START INFORMATION SHOWN

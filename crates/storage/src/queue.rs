// SPDX-License-Identifier: BUSL-1.1
// Copyright (c) 2026 Alfred Jean LLC

//! Per-platform job queues and job-record storage.
//!
//! A pending job lives in exactly one platform queue (ordered set of job
//! ids) plus a job-record hash under a state-dependent TTL. Dequeue is
//! peek-then-atomic-remove: two workers racing on the same entry produce
//! exactly one winner, the loser sees `None` and moves on.

use crate::error::StoreError;
use crate::keys;
use crate::store::{Op, Order, StateStore};
use std::sync::Arc;
use std::time::Duration;
use sweep_core::{Clock, Job, JobId, JobStatus, Platform};

/// TTL for pending job records.
pub const TTL_PENDING: Duration = Duration::from_secs(60 * 60);
/// TTL for running job records.
pub const TTL_RUNNING: Duration = Duration::from_secs(2 * 60 * 60);
/// TTL for terminal (completed/failed/cancelled) job records.
pub const TTL_TERMINAL: Duration = Duration::from_secs(24 * 60 * 60);

/// How a platform queue orders its entries.
#[derive(Debug, Clone, Copy, PartialEq, Eq)]
pub enum QueueDiscipline {
    /// Highest priority first (scheduler queues).
    Priority,
    /// Oldest enqueue first (monitor queues).
    Fifo,
}

pub struct JobQueueRepo<S, C> {
    store: Arc<S>,
    clock: C,
}

impl<S: StateStore, C: Clock> JobQueueRepo<S, C> {
    pub fn new(store: Arc<S>, clock: C) -> Self {
        Self { store, clock }
    }

    fn record_ttl(status: JobStatus) -> Duration {
        match status {
            JobStatus::Pending => TTL_PENDING,
            JobStatus::Running => TTL_RUNNING,
            JobStatus::Completed | JobStatus::Failed | JobStatus::Cancelled => TTL_TERMINAL,
        }
    }

    fn score(&self, job: &Job, discipline: QueueDiscipline) -> f64 {
        match discipline {
            QueueDiscipline::Priority => job.priority as f64,
            QueueDiscipline::Fifo => self.clock.epoch_ms() as f64,
        }
    }

    /// Add a pending job to its platform queue and write its record.
    pub async fn enqueue(
        &self,
        job: &Job,
        discipline: QueueDiscipline,
    ) -> Result<(), StoreError> {
        if job.platform.as_str().is_empty() {
            return Err(StoreError::MissingPlatform { job_id: job.job_id.to_string() });
        }
        let data = serde_json::to_string(job)?;
        self.store
            .pipeline(vec![
                Op::ZAdd {
                    key: keys::platform_queue(&job.platform),
                    member: job.job_id.to_string(),
                    score: self.score(job, discipline),
                },
                Op::HSet {
                    key: keys::job(&job.job_id),
                    field: "data".into(),
                    value: data,
                },
                Op::Expire { key: keys::job(&job.job_id), ttl: TTL_PENDING },
            ])
            .await?;
        tracing::debug!(job = %job.job_id, platform = %job.platform, "enqueued");
        Ok(())
    }

    /// Claim the next job from a platform queue. Never blocks; returns
    /// `None` when the queue is empty or another worker won the race.
    pub async fn dequeue(
        &self,
        platform: &Platform,
        discipline: QueueDiscipline,
    ) -> Result<Option<Job>, StoreError> {
        let order = match discipline {
            QueueDiscipline::Priority => Order::Desc,
            QueueDiscipline::Fifo => Order::Asc,
        };
        let queue_key = keys::platform_queue(platform);
        let candidates = self.store.zrange(&queue_key, 1, order).await?;
        let Some(member) = candidates.first() else {
            return Ok(None);
        };
        if !self.store.zrem(&queue_key, member).await? {
            // Another worker removed it first.
            return Ok(None);
        }
        self.get(&JobId::from_string(member)).await
    }

    pub async fn get(&self, job_id: &JobId) -> Result<Option<Job>, StoreError> {
        match self.store.hget(&keys::job(job_id), "data").await? {
            Some(data) => Ok(Some(serde_json::from_str(&data)?)),
            None => Ok(None),
        }
    }

    /// Rewrite a job record, refreshing the TTL for its current status.
    pub async fn update(&self, job: &Job) -> Result<(), StoreError> {
        let key = keys::job(&job.job_id);
        let data = serde_json::to_string(job)?;
        self.store
            .pipeline(vec![
                Op::HSet { key: key.clone(), field: "data".into(), value: data },
                Op::Expire { key, ttl: Self::record_ttl(job.status) },
            ])
            .await?;
        Ok(())
    }

    /// Remove a job from its queue and delete its record.
    pub async fn delete(&self, job_id: &JobId) -> Result<(), StoreError> {
        let Some(job) = self.get(job_id).await? else {
            return Ok(());
        };
        self.store
            .pipeline(vec![
                Op::ZRem {
                    key: keys::platform_queue(&job.platform),
                    member: job_id.to_string(),
                },
                Op::Del { key: keys::job(job_id) },
            ])
            .await?;
        Ok(())
    }

    pub async fn queue_length(&self, platform: &Platform) -> Result<u64, StoreError> {
        self.store.zcard(&keys::platform_queue(platform)).await
    }

    /// Snapshot of queued jobs in dequeue order. Records that expired out
    /// from under their queue entry are skipped.
    pub async fn queued_jobs(
        &self,
        platform: &Platform,
        limit: usize,
        discipline: QueueDiscipline,
    ) -> Result<Vec<Job>, StoreError> {
        let order = match discipline {
            QueueDiscipline::Priority => Order::Desc,
            QueueDiscipline::Fifo => Order::Asc,
        };
        let members = self.store.zrange(&keys::platform_queue(platform), limit, order).await?;
        let mut jobs = Vec::with_capacity(members.len());
        for member in &members {
            if let Some(job) = self.get(&JobId::from_string(member)).await? {
                jobs.push(job);
            }
        }
        Ok(jobs)
    }

    /// Drop every queued job for a platform. Returns how many entries
    /// were removed.
    pub async fn clear_queue(&self, platform: &Platform) -> Result<u64, StoreError> {
        let queue_key = keys::platform_queue(platform);
        let members = self.store.zrange(&queue_key, 0, Order::Asc).await?;
        if members.is_empty() {
            return Ok(0);
        }
        let mut ops = Vec::with_capacity(members.len() + 1);
        for member in &members {
            ops.push(Op::Del { key: keys::job(&JobId::from_string(member)) });
        }
        ops.push(Op::Del { key: queue_key });
        self.store.pipeline(ops).await?;
        tracing::info!(platform = %platform, count = members.len(), "cleared queue");
        Ok(members.len() as u64)
    }
}

#[cfg(test)]
#[path = "queue_tests.rs"]
mod tests;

END INFORMATION SHOWN

## GOAL OF THE EXERCISE
Among the records, find every line holding the word "candidates" and copy it.

## ANSWER TO THIS PROBLEM
        let candidates = self.store.zrange(&queue_key, 1, order).await?;
        let Some(member) = candidates.first() else {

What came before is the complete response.